The night had been a tough one.  Mary Ann just could not settle.  We were up many times.  The frequency diminished to once every half hour or forty-five minutes after about 3am.  The last one was at 4:45am before I got up at 6:30am to prepare for the Spiritual Formation group that meets on the deck (weather permitting — downstairs otherwise).  I complained to Mary Ann that I would be getting up soon and wanted at least a couple hours of sleep before then.

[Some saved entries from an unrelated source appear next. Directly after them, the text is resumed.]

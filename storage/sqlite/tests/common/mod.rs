use std::path::Path;
use std::str::FromStr;
use std::sync::Arc;
use std::time::Duration;

use kine_core::{Event, LogStore, StoreConfig, Watcher};
use kine_storage_sqlite::{DriverOptions, Flavor, SqliteDriver};
use tokio_util::sync::CancellationToken;
use tracing::Level;

// Initialize tracing for tests
#[ctor::ctor]
fn init_tracing() {
    // if LOG_LEVEL env var is set, use it
    if let Ok(level) = std::env::var("LOG_LEVEL") {
        tracing_subscriber::fmt().with_max_level(Level::from_str(&level).unwrap()).with_test_writer().init();
    } else {
        tracing_subscriber::fmt().with_max_level(Level::INFO).with_test_writer().init();
    }
}

/// Fast polling, no background compaction; `overrides` win.
#[allow(unused)]
pub fn config(overrides: &[(&str, &str)]) -> anyhow::Result<StoreConfig> {
    let mut params = vec![("poll-interval", "20ms"), ("compact-interval", "0")];
    params.extend_from_slice(overrides);
    let (config, rest) = StoreConfig::from_params(params)?;
    assert!(rest.is_empty(), "unexpected params {rest:?}");
    Ok(config)
}

#[allow(unused)]
pub async fn memory_store(overrides: &[(&str, &str)]) -> anyhow::Result<Arc<LogStore>> {
    let driver = SqliteDriver::open_in_memory(DriverOptions::default()).await?;
    let store = Arc::new(LogStore::new(Arc::new(driver), config(overrides)?));
    store.start(&CancellationToken::new()).await?;
    Ok(store)
}

#[allow(unused)]
pub async fn file_store(path: &Path, overrides: &[(&str, &str)]) -> anyhow::Result<Arc<LogStore>> {
    let options = DriverOptions { pool_size: Some(8), ..Default::default() };
    let driver = SqliteDriver::open(path, Flavor::Sqlite, options).await?;
    let store = Arc::new(LogStore::new(Arc::new(driver), config(overrides)?));
    store.start(&CancellationToken::new()).await?;
    Ok(store)
}

/// Receives until an event at `revision` or later arrives, failing after a few seconds.
#[allow(unused)]
pub async fn events_until(watcher: &mut Watcher, revision: i64) -> anyhow::Result<Vec<Event>> {
    let mut events = Vec::new();
    while events.last().map_or(true, |event: &Event| event.revision() < revision) {
        match tokio::time::timeout(Duration::from_secs(5), watcher.recv()).await {
            Ok(Some(batch)) => events.extend(batch),
            Ok(None) => anyhow::bail!("watch closed early: {:?}", watcher.close_reason()),
            Err(_) => anyhow::bail!("timed out waiting for revision {revision}, got {:?}", revisions(&events)),
        }
    }
    Ok(events)
}

/// Asserts nothing arrives for a short while.
#[allow(unused)]
pub async fn assert_quiet(watcher: &mut Watcher) {
    if let Ok(Some(batch)) = tokio::time::timeout(Duration::from_millis(150), watcher.recv()).await {
        panic!("unexpected events {:?}", revisions(&batch));
    }
}

#[allow(unused)]
pub fn revisions(events: &[Event]) -> Vec<i64> { events.iter().map(Event::revision).collect() }
//! Error types for the SQLite drivers

use kine_core::DriverError;
use rusqlite::ErrorCode;
use thiserror::Error;

use crate::driver::Flavor;

#[derive(Debug, Error)]
pub enum SqliteError {
    #[error("SQLite error: {0}")]
    Rusqlite(#[from] rusqlite::Error),

    #[error("Connection pool error: {0}")]
    Pool(String),

    #[error("Timed out waiting for a pooled connection")]
    PoolTimeout,

    #[error("Schema error: {0}")]
    Schema(String),

    #[error("Task join error: {0}")]
    TaskJoin(String),

    #[error("Malformed row: {0}")]
    MalformedRow(String),
}

impl From<bb8::RunError<SqliteError>> for SqliteError {
    fn from(err: bb8::RunError<SqliteError>) -> Self {
        match err {
            bb8::RunError::User(err) => err,
            bb8::RunError::TimedOut => SqliteError::PoolTimeout,
        }
    }
}

impl SqliteError {
    /// Sorts the error into the closed classification the executor works with.
    pub fn classify(self, flavor: Flavor) -> DriverError {
        if let SqliteError::Rusqlite(rusqlite::Error::SqliteFailure(err, _)) = &self {
            match err.code {
                ErrorCode::ConstraintViolation
                    if err.extended_code == rusqlite::ffi::SQLITE_CONSTRAINT_UNIQUE
                        || err.extended_code == rusqlite::ffi::SQLITE_CONSTRAINT_PRIMARYKEY =>
                {
                    return DriverError::conflict(self)
                }
                ErrorCode::DatabaseBusy | ErrorCode::DatabaseLocked => return DriverError::transient(self),
                _ => {}
            }
        }
        if matches!(self, SqliteError::PoolTimeout) {
            return DriverError::transient(self);
        }

        let message = self.to_string().to_ascii_lowercase();
        if flavor.transient_messages().iter().any(|pattern| message.contains(pattern)) {
            DriverError::transient(self)
        } else {
            DriverError::fatal(self)
        }
    }
}

#[cfg(test)]
mod tests {
    use rusqlite::ffi;

    use super::*;

    fn failure(code: i32, message: &str) -> SqliteError {
        SqliteError::Rusqlite(rusqlite::Error::SqliteFailure(ffi::Error::new(code), Some(message.to_owned())))
    }

    #[test]
    fn unique_violations_are_conflicts() {
        let err = failure(ffi::SQLITE_CONSTRAINT_UNIQUE, "UNIQUE constraint failed: kine.prev_revision, kine.name");
        assert!(err.classify(Flavor::Sqlite).is_conflict());
    }

    #[test]
    fn other_constraints_are_fatal() {
        let err = failure(ffi::SQLITE_CONSTRAINT_NOTNULL, "NOT NULL constraint failed: kine.name");
        assert!(matches!(err.classify(Flavor::Sqlite), DriverError::Fatal(_)));
    }

    #[test]
    fn busy_and_locked_are_transient() {
        assert!(failure(ffi::SQLITE_BUSY, "database is locked").classify(Flavor::Sqlite).is_transient());
        assert!(failure(ffi::SQLITE_LOCKED, "database table is locked").classify(Flavor::Sqlite).is_transient());
        assert!(SqliteError::PoolTimeout.classify(Flavor::Sqlite).is_transient());
    }

    #[test]
    fn nested_transactions_are_transient() {
        let err = failure(ffi::SQLITE_ERROR, "cannot start a transaction within a transaction");
        assert!(err.classify(Flavor::Sqlite).is_transient());
    }

    #[test]
    fn replication_errors_are_transient_only_for_dqlite() {
        let leadership = || failure(ffi::SQLITE_IOERR, "leadership lost");
        assert!(leadership().classify(Flavor::Dqlite).is_transient());
        assert!(matches!(leadership().classify(Flavor::Sqlite), DriverError::Fatal(_)));
        assert!(failure(ffi::SQLITE_ERROR, "checkpoint in progress").classify(Flavor::Dqlite).is_transient());
    }
}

Mary Ann was sleeping soundly when I got up to get ready for the Group.  Since a couple of folks couldn’t make it there were only two of us this morning.  We talked for a bit on the deck until I saw Mary Ann moving.  I keep the video monitor with me during the group when there is no Wednesday morning Volunteer.

I went in, and as she was lying on the bed facing me, I asked if she needed to use the commode.  Wide-eyed and angry sounding, she said in a strong voice, “Don’t lie to me!  I know you have been out all night smoking Marijuana.  You wreak of it!”  Yes, preacher of many words that I am, I was completely baffled and at a loss to know how to respond.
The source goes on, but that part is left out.